• TASK DIRECTIONS
Only the count should appear in your answer: how many lines of the data below contain the word "input"?
*** Opening of EXERCISE DATA ***
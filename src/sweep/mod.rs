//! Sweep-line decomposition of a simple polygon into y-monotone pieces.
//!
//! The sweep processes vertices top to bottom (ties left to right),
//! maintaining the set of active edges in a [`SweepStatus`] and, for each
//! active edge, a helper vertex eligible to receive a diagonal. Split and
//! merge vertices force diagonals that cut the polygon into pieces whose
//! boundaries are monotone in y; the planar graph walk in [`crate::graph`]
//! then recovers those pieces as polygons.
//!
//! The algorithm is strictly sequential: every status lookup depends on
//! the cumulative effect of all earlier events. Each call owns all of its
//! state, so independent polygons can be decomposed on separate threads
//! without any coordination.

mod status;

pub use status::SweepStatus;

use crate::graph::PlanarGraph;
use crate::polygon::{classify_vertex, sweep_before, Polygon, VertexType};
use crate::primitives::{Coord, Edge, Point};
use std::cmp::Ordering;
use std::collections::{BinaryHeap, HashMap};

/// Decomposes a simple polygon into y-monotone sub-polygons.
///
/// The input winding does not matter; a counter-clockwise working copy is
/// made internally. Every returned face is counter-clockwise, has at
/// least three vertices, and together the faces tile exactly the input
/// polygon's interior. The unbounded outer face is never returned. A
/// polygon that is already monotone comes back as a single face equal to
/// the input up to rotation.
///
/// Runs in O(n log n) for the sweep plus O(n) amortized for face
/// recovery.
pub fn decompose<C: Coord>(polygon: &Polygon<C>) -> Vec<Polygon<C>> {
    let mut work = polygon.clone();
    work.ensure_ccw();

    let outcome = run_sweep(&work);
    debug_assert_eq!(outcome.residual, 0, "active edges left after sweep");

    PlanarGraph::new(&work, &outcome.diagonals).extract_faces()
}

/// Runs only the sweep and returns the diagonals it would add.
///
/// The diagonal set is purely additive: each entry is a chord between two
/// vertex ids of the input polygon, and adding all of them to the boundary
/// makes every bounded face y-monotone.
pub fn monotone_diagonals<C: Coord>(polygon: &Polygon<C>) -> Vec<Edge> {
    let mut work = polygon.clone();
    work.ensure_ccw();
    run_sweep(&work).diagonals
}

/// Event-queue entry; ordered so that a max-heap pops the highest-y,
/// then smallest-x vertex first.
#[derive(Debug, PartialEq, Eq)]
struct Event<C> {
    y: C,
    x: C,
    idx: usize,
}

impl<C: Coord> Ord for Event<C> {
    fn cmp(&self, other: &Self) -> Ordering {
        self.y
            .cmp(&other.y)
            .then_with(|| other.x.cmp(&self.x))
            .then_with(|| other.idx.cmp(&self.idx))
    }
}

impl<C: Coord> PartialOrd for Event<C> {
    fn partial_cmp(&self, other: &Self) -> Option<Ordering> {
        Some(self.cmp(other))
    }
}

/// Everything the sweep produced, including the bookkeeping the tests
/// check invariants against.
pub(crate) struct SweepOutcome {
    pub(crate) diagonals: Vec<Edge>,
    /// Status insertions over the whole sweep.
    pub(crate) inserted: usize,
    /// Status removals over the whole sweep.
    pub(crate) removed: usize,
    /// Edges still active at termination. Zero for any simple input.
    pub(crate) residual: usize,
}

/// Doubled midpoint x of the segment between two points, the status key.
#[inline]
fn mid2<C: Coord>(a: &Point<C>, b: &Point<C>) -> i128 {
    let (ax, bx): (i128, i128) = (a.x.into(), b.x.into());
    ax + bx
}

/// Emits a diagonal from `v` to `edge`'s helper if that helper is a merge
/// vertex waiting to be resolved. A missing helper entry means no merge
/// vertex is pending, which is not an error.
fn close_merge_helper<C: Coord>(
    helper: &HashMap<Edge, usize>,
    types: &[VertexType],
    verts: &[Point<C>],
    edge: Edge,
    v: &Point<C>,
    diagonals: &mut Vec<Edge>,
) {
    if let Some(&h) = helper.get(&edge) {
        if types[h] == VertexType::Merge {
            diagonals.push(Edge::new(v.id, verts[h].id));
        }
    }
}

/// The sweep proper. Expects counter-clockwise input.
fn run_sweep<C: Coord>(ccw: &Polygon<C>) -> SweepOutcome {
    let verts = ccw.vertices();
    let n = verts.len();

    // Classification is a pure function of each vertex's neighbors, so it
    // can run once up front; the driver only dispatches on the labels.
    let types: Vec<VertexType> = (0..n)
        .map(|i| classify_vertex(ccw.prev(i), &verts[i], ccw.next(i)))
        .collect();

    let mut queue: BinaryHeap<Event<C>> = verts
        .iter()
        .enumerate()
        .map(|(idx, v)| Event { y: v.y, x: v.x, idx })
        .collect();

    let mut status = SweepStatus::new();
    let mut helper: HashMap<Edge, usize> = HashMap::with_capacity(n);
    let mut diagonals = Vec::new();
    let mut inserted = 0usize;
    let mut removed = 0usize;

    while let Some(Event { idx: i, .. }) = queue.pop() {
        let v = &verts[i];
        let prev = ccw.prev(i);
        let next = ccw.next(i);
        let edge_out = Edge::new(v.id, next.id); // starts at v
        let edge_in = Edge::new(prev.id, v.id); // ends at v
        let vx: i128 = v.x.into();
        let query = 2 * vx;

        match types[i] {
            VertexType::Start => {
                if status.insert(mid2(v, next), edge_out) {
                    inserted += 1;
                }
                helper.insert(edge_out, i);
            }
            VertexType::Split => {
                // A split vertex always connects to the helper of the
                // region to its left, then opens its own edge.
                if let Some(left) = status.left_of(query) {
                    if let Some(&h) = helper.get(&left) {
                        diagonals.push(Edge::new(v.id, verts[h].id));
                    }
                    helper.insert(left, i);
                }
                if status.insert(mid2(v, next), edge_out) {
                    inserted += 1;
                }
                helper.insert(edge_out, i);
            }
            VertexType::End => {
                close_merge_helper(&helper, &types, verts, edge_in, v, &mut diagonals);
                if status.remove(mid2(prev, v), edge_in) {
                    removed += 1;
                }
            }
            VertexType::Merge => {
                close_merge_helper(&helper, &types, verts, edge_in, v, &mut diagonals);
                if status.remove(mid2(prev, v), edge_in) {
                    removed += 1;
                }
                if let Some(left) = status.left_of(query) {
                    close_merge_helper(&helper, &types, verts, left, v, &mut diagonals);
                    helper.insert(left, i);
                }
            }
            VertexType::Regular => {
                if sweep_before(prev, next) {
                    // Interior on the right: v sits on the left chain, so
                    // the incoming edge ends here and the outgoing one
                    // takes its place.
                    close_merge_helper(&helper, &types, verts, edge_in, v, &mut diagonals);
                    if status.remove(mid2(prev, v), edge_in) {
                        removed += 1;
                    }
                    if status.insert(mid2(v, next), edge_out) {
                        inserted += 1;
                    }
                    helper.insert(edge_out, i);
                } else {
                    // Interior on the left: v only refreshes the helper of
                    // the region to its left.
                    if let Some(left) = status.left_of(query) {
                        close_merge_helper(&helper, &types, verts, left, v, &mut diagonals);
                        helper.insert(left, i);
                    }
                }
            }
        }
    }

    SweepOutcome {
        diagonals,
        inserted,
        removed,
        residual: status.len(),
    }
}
*** Close of EXERCISE DATA ***
*** Opening of EXERCISE DATA ***
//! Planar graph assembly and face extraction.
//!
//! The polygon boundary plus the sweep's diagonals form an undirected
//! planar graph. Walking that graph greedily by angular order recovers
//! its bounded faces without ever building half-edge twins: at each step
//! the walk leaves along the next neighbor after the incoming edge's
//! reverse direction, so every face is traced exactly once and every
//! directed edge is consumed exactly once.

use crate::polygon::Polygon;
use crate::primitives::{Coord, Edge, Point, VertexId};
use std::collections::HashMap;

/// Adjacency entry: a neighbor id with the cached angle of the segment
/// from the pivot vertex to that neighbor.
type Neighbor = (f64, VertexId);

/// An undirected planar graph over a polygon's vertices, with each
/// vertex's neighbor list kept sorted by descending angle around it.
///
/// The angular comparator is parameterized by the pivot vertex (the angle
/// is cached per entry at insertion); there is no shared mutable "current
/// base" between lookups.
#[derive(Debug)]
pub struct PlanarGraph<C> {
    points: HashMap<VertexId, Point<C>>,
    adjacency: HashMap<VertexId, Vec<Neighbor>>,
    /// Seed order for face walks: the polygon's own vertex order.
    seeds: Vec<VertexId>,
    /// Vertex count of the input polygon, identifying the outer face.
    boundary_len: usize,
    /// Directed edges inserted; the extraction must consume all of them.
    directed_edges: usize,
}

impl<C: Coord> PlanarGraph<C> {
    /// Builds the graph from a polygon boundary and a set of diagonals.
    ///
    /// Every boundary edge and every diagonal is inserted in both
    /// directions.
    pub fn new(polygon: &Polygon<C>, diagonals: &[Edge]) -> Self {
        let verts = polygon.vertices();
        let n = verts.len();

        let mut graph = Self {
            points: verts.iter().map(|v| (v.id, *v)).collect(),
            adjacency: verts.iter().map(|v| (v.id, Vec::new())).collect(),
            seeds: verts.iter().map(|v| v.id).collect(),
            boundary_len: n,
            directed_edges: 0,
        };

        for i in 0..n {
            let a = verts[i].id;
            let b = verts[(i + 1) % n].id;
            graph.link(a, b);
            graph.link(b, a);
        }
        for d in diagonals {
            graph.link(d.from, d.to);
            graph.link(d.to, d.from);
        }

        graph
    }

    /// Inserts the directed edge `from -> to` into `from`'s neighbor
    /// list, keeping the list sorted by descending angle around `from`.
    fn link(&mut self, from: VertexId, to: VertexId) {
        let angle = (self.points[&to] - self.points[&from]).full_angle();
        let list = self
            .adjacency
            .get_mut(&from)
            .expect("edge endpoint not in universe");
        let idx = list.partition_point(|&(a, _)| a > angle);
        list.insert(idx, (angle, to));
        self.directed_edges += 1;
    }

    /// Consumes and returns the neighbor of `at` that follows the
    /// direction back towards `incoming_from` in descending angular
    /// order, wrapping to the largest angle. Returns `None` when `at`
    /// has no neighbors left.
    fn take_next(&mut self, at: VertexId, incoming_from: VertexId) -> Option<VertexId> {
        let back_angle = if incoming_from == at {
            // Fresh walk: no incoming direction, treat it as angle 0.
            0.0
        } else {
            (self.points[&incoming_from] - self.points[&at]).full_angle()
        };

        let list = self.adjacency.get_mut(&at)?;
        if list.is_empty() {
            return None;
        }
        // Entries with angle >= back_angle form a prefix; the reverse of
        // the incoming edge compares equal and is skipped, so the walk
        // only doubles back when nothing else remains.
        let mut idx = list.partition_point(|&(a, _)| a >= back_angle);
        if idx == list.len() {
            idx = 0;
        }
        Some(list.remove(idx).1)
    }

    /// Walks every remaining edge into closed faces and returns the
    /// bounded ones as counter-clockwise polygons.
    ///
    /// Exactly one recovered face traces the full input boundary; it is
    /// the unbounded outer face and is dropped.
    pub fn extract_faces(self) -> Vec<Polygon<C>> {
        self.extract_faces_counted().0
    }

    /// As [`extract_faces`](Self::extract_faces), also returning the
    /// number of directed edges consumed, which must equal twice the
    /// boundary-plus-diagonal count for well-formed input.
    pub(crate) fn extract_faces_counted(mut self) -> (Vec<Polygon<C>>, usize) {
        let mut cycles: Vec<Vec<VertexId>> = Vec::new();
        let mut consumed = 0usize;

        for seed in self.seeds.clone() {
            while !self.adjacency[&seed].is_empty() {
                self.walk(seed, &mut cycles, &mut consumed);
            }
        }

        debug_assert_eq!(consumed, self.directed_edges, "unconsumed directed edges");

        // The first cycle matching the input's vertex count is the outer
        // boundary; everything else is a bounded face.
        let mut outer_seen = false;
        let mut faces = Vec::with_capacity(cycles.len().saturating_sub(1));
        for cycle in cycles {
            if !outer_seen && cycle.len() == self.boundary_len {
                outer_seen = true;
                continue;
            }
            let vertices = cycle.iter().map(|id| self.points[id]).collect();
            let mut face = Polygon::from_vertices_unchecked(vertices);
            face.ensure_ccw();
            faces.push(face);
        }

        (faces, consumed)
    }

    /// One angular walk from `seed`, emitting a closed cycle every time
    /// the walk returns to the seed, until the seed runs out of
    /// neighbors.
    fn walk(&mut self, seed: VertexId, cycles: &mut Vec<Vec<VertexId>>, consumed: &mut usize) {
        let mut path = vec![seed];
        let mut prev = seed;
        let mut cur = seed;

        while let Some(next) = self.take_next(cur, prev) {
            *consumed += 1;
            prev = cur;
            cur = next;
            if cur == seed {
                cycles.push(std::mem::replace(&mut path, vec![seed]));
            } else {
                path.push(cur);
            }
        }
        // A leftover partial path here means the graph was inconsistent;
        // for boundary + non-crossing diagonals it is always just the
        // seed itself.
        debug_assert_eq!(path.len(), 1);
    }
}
*** Close of EXERCISE DATA ***
*** Opening of EXERCISE DATA ***
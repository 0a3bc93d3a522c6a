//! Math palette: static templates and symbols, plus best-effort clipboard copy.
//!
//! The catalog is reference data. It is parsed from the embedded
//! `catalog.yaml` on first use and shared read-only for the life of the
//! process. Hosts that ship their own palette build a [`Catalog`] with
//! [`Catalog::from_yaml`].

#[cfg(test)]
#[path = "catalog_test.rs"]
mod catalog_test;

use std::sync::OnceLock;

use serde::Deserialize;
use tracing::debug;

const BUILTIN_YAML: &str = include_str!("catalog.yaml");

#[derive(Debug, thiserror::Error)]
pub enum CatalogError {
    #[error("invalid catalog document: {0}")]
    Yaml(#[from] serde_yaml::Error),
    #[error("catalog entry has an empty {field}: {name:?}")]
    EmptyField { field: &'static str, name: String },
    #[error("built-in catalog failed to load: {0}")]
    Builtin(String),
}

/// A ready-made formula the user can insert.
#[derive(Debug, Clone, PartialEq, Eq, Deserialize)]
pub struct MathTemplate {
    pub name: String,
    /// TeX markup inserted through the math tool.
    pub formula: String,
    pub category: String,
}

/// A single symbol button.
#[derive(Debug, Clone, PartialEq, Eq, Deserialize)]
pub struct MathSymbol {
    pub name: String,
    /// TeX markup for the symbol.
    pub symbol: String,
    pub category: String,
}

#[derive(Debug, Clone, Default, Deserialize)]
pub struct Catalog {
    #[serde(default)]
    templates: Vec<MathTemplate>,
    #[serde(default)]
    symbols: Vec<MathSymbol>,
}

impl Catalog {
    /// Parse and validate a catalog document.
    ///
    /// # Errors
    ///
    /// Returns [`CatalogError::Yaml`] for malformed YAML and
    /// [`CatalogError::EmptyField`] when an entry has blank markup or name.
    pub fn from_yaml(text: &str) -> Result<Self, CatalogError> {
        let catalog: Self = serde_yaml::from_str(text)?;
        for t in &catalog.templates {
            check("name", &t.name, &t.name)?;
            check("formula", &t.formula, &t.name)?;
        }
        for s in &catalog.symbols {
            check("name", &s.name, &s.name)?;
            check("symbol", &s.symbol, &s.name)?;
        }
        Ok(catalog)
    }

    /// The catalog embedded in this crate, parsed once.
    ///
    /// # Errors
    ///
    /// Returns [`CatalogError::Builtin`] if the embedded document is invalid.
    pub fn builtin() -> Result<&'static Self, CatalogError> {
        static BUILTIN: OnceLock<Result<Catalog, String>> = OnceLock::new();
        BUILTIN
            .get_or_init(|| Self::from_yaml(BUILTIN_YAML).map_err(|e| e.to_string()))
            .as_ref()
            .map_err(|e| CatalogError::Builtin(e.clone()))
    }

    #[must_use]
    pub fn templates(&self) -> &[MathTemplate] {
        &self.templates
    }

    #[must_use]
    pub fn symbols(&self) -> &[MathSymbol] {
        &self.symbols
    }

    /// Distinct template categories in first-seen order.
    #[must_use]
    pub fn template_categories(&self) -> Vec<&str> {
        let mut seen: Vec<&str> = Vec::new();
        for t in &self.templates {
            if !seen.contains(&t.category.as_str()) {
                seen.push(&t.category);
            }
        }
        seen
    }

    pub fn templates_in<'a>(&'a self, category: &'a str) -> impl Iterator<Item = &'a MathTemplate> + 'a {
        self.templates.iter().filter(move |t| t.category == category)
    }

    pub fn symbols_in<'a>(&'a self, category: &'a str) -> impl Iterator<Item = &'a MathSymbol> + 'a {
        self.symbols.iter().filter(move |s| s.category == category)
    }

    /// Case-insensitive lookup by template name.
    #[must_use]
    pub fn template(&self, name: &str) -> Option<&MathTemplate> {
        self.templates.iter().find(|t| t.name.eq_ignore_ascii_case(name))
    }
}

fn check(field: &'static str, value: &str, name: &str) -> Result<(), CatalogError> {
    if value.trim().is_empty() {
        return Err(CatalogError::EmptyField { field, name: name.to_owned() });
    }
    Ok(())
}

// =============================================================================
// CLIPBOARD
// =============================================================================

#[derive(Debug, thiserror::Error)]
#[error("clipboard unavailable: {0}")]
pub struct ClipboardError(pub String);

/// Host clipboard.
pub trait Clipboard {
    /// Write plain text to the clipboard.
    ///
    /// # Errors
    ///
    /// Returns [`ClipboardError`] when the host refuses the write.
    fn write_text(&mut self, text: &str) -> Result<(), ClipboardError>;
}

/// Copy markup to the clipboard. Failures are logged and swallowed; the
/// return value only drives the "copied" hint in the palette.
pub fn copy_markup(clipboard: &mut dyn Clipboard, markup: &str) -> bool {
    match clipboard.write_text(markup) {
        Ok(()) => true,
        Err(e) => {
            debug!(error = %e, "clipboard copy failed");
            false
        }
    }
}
*** Close of EXERCISE DATA ***
• ANSWER SECTION
10